Powiedz że możesz pisać specyfikacje, ale dodatkowo dostajesz wypłatę PM

PM powinien wszystko wiedzieć na temat domeny aplikacji oraz jej funkcjonalności ;)

Programista powinien (i to zależy) doradzić co techniczne jest możliwe, ile czasu zajmie, napisać to

0

Walsnie tak zawsze pracowalem, ale teraz nie. w ogóle firma ma z 20-30 programistow. I ponoc CTO dla kazdego mowi, ze maja pisac specyfikacje. PM tylko czasem organizuje planing meeting. I niby na bazie tego mam pisac notki, a pozniej tickety. Dla mnie to abstrakcja. Nie dochodzi do mnie.

1

Śmierdzi scrumem.

0

@The Pontiff Tak, tak. Scrum, Agile, Sprins, Retro, Planing meetings etc. Ale moim zdaniem PM i tak nie wykonuje swojej roboty. W ogole to nie wiem co on robi. Pewnie nic. Tylko prowadzi stand ups.

5

Prawdziwy product manager ma przesraną robotę bo bierze odpowiedzialność nie tylko za stan aplikacji, ale też za terminy i komunikację z biznesem. To powyżej wygląd na jakiegoś typka z HR-ów po kursie scruma.

0

Dokladnie, tak powinno byc. Gosc ma placone jak dobry programista, moze nawet ciut lepiej a nic nie robi. Malo tego w moich poprzednich pracach on bral cala odpowiedzialnosc za termy raz, ale jak cos poszlo nie tak, tak samo bral to na klate. I na spokojnie komunikowal do team co trzeba poprawic, czy czego biznes zapomnial dodac etc. A tutaj, jak cos sie "zjebie" to idzie od razy na developera, nie ma zmiluj sie :)

0

W sumie to moge nawet zrozumiec, ze np PM by dodawal tickets po uzgodnieniu ze mna. Albo nawet moze zadzwonic, obgadac projekt i w tym samym czasie dodawac bilety. Ja nie lubie ich tworzyc, bo to strata czasu. Jeszcze moge poprosza, zebym sam testowac? To bede PM, dev, QA w jednym, luzik :)

3

@poniatowski: Wszędzie gdzie pracowałem to PM to Project Manager i była to osoba nietechniczna do pilnowania terminów i dogadywania umów, od znajomości produktu był Analityk czy Produkt Owner ale też nie programiści, od strony technicznej najstarszy programista to Architekt, jeśli jednak Product Manager to odpowiednik Analityka to powinien ogarniać funkcjonalności ale nie kod chyba że to jakiś Januszex w którym programiści robią wszystko

1
poniatowski napisał(a):

ktos prosi mnie stworz formularz. To jak niby ja mam pisac specifikacje? Biznes musi najpier powiedziec co ma zawierac ten formulrz, co ma robic i gdzie byc zainstalowany. Ew ja moge powiedziec, ok moze lepij dodac takie inputy, albo dac formulrz w pop up window etc. Ale teraz fima oczekuje ode mnie, ze same bede pisal specyfikacje. Co za czym idzie, ze ja bede pytal sie biznesu o wlasnie tego typu rzeczy. Nie kumam ...

Kto prosi o formularz?
Biznes nie, bo nie wie co i po co.
Ty sam nie, bo nie wiesz co i po co.
Firma czyli kto? Firma nie wie co i po co, wygląda jakby 'firma' widziała, że programiści się nudzą więc mają od robić średnio 3 formularze na miesiąc i mniej czasu marnować przy kawie.
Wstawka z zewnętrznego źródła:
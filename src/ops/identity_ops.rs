use std::collections::HashMap;

use tracing::{debug, warn};

use crate::model::{Alias, Id, Person};

/// Text used for a missing address cell.
pub const MISSING_VALUE: &str = "nan";

/// Reduces a raw address to its lookup key: lowercased, cut at the first
/// `@`, commas removed. A missing value becomes `"nan"`.
///
/// Addresses that differ only by domain produce the same key.
pub fn clean_key(raw: Option<&str>) -> String {
    let lowered = raw.unwrap_or(MISSING_VALUE).to_lowercase();
    let local = match lowered.find('@') {
        Some(at) => &lowered[..at],
        None => lowered.as_str(),
    };
    local.replace(',', "")
}

/// Resolves raw addresses to canonical identities through the alias and
/// person tables.
#[derive(Debug, Clone, Default)]
pub struct IdentityResolver {
    aliases: HashMap<String, Id<Person>>,
    persons: HashMap<Id<Person>, String>,
}

impl IdentityResolver {
    /// Builds both lookup maps. On duplicate keys the later row wins.
    pub fn new(aliases: &[Alias], persons: &[Person]) -> Self {
        let mut alias_map = HashMap::with_capacity(aliases.len());
        for alias in aliases {
            if let Some(previous) = alias_map.insert(alias.alias.clone(), alias.person_id.clone()) {
                if previous != alias.person_id {
                    warn!(alias = %alias.alias, %previous, current = %alias.person_id, "alias remapped");
                }
            }
        }

        let mut person_map = HashMap::with_capacity(persons.len());
        for person in persons {
            if let Some(previous) = person_map.insert(person.id.clone(), person.name.clone()) {
                if previous != person.name {
                    warn!(id = %person.id, %previous, current = %person.name, "person renamed");
                }
            }
        }

        debug!(
            aliases = alias_map.len(),
            persons = person_map.len(),
            "identity tables ready"
        );

        Self {
            aliases: alias_map,
            persons: person_map,
        }
    }

    /// Canonical identity for a raw address.
    ///
    /// The cleaned key is looked up as an alias; the resulting person id (or
    /// the key itself when no alias matches) is then looked up as a person.
    /// Unmatched input falls back to the cleaned key, never an error.
    pub fn resolve(&self, raw: Option<&str>) -> String {
        let key = clean_key(raw);
        let person_key = self
            .aliases
            .get(&key)
            .map(Id::as_str)
            .unwrap_or(key.as_str());

        match self.persons.get(person_key) {
            Some(name) => name.clone(),
            None => key,
        }
    }

    pub fn alias_count(&self) -> usize {
        self.aliases.len()
    }

    pub fn person_count(&self) -> usize {
        self.persons.len()
    }
}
Historia jaby z tych, w których kiedy wszystko działa i jest nudno, to się wrzuca temat: zróbcie 'z tym' coś nowego, jak nie macie pojęcia co i po co, to może nowy layout?

2

PM obrywa jesli z projektem jest cos nie tak. (Przekroczony budzet, zerwane terminy, bledy, brakujace funkcje, klijent niezadowolony). Z reguly nie chce obrywać, wiec musi piniwac projektu.

1
poniatowski napisał(a):

ten e-commerce istnieje z 15 lat
Ja pracuje juz jakis czas w tej samej firmie i jest u nas nie techniczny PM. Gosc z ulicy. Nie kuma w ogole co sie dziej. Gosc ponad 5 last siedzi w tej samej pracy.

Czy ten biznes się sypie, nie zarabia, idzie do zamknięcia?
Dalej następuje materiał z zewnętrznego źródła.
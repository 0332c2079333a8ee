use mailnet::error::MailnetError;
use mailnet::model::*;
use mailnet::ops::aggregate_ops::{aggregate, build_graph};
use mailnet::ops::filter_ops::filter_by_importance;
use mailnet::ops::identity_ops::IdentityResolver;
use mailnet::ops::rank_ops::{score, RankConfig};

fn scored(pairs: &[(&str, &str)]) -> CommunicationGraph {
    score(aggregate(pairs.iter().copied()), &RankConfig::default()).unwrap()
}

// ==========================================================================
// AGGREGATION
// ==========================================================================

#[test]
fn single_email_becomes_single_edge() {
    let aliases = vec![Alias::new("hclinton".into(), Id::new("P1"))];
    let persons = vec![Person::new(Id::new("P1"), "Hillary Clinton".into())];
    let resolver = IdentityResolver::new(&aliases, &persons);
    let emails = vec![EmailRecord::new(
        Some("HClinton@example.com"),
        Some("unknown@nowhere.com"),
    )];

    let graph = build_graph(&emails, &resolver);
    assert_eq!(graph.node_count(), 2);
    assert_eq!(graph.edge_count(), 1);
    assert_eq!(graph.weight("Hillary Clinton", "unknown"), Some(1));
    assert_eq!(graph.weight("unknown", "Hillary Clinton"), None);
}

#[test]
fn repeated_pair_increments_weight() {
    let graph = aggregate([("a", "b"), ("a", "b")]);
    assert_eq!(graph.edge_count(), 1);
    assert_eq!(graph.weight("a", "b"), Some(2));
    assert_eq!(graph.total_weight(), 2);
}

#[test]
fn direction_matters() {
    let graph = aggregate([("a", "b"), ("b", "a"), ("a", "b")]);
    assert_eq!(graph.edge_count(), 2);
    assert_eq!(graph.weight("a", "b"), Some(2));
    assert_eq!(graph.weight("b", "a"), Some(1));
}

#[test]
fn self_addressed_email_is_a_self_loop() {
    let resolver = IdentityResolver::default();
    let emails = vec![EmailRecord::new(Some("me@home.org"), Some("ME@work.org"))];

    let graph = build_graph(&emails, &resolver);
    assert_eq!(graph.node_count(), 1);
    assert_eq!(graph.weight("me", "me"), Some(1));
    assert!(graph.edges().all(|e| e.is_self_loop()));
}

#[test]
fn missing_endpoints_aggregate_under_nan() {
    let resolver = IdentityResolver::default();
    let emails = vec![
        EmailRecord::new(Some("a@x"), None),
        EmailRecord::new(None, Some("a@y")),
    ];

    let graph = build_graph(&emails, &resolver);
    assert_eq!(graph.weight("a", "nan"), Some(1));
    assert_eq!(graph.weight("nan", "a"), Some(1));
}

#[test]
fn aggregation_ignores_input_order() {
    let pairs = vec![
        ("a", "b"),
        ("b", "c"),
        ("a", "b"),
        ("c", "c"),
        ("c", "a"),
        ("a", "b"),
    ];
    let forward = aggregate(pairs.iter().copied());
    let backward = aggregate(pairs.iter().rev().copied());

    let mut rotated = pairs.clone();
    rotated.rotate_left(4);
    let rotated = aggregate(rotated);

    assert_eq!(forward, backward);
    assert_eq!(forward, rotated);
}

#[test]
fn no_records_give_empty_graph() {
    let graph = aggregate(Vec::<(String, String)>::new());
    assert!(graph.is_empty());
    assert_eq!(graph.edge_count(), 0);
}

#[test]
fn zero_weight_edge_is_not_added() {
    let mut graph = CommunicationGraph::new();
    graph.add_edge("a", "b", 0);
    assert!(graph.is_empty());
}

// ==========================================================================
// THRESHOLD FILTER
// ==========================================================================

#[test]
fn threshold_zero_keeps_everything() {
    let graph = scored(&[("a", "b"), ("b", "c"), ("c", "a"), ("d", "a")]);
    let filtered = filter_by_importance(&graph, 0.0).unwrap();
    assert_eq!(filtered, graph);
}

#[test]
fn threshold_above_one_keeps_nothing() {
    let graph = scored(&[("a", "b"), ("b", "a")]);
    let filtered = filter_by_importance(&graph, 1.01).unwrap();
    assert!(filtered.is_empty());
    assert_eq!(filtered.edge_count(), 0);
}

#[test]
fn filter_drops_edges_touching_removed_nodes() {
    // "d" only sends, so it holds the teleport minimum and falls below the cut.
    let graph = scored(&[("a", "b"), ("b", "a"), ("d", "a"), ("d", "b")]);
    let d = graph.importance("d").unwrap();
    let a = graph.importance("a").unwrap();
    assert!(d < a);

    let filtered = filter_by_importance(&graph, (d + a) / 2.0).unwrap();
    assert!(!filtered.contains_node("d"));
    assert!(filtered.contains_node("a"));
    assert!(filtered.contains_node("b"));
    assert_eq!(filtered.edge_count(), 2);
    assert_eq!(filtered.weight("d", "a"), None);
    assert_eq!(filtered.importance("a"), graph.importance("a"));
}

#[test]
fn filter_leaves_input_untouched() {
    let graph = scored(&[("a", "b"), ("c", "b")]);
    let before = graph.clone();
    let _ = filter_by_importance(&graph, 0.5).unwrap();
    assert_eq!(graph, before);
}

#[test]
fn filter_rejects_unscored_graph() {
    let graph = aggregate([("a", "b")]);
    let err = filter_by_importance(&graph, 0.1).unwrap_err();
    assert!(matches!(err, MailnetError::NotScored));
}

#[test]
fn filter_rejects_invalid_threshold() {
    let graph = scored(&[("a", "b")]);
    assert!(filter_by_importance(&graph, -0.5).is_err());
    assert!(filter_by_importance(&graph, f64::NAN).is_err());
}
Pracowalem wczesniej z 3 moze 4 roznych firmach IT. I zawsze byl PM czy Team Leader. I goscie zawsze byli techniczni.

Czy ten e-biznes ma się bardzo dobrze a jedyny problem w tym, że są tam na stanowiskach ludzie nietechniczni co technicznym nie pasuje?

2
poniatowski napisał(a):

@The Pontiff Tak, tak. Scrum, Agile, Sprins, Retro, Planing meetings etc. Ale moim zdaniem PM i tak nie wykonuje swojej roboty. W ogole to nie wiem co on robi. Pewnie nic. Tylko prowadzi stand ups.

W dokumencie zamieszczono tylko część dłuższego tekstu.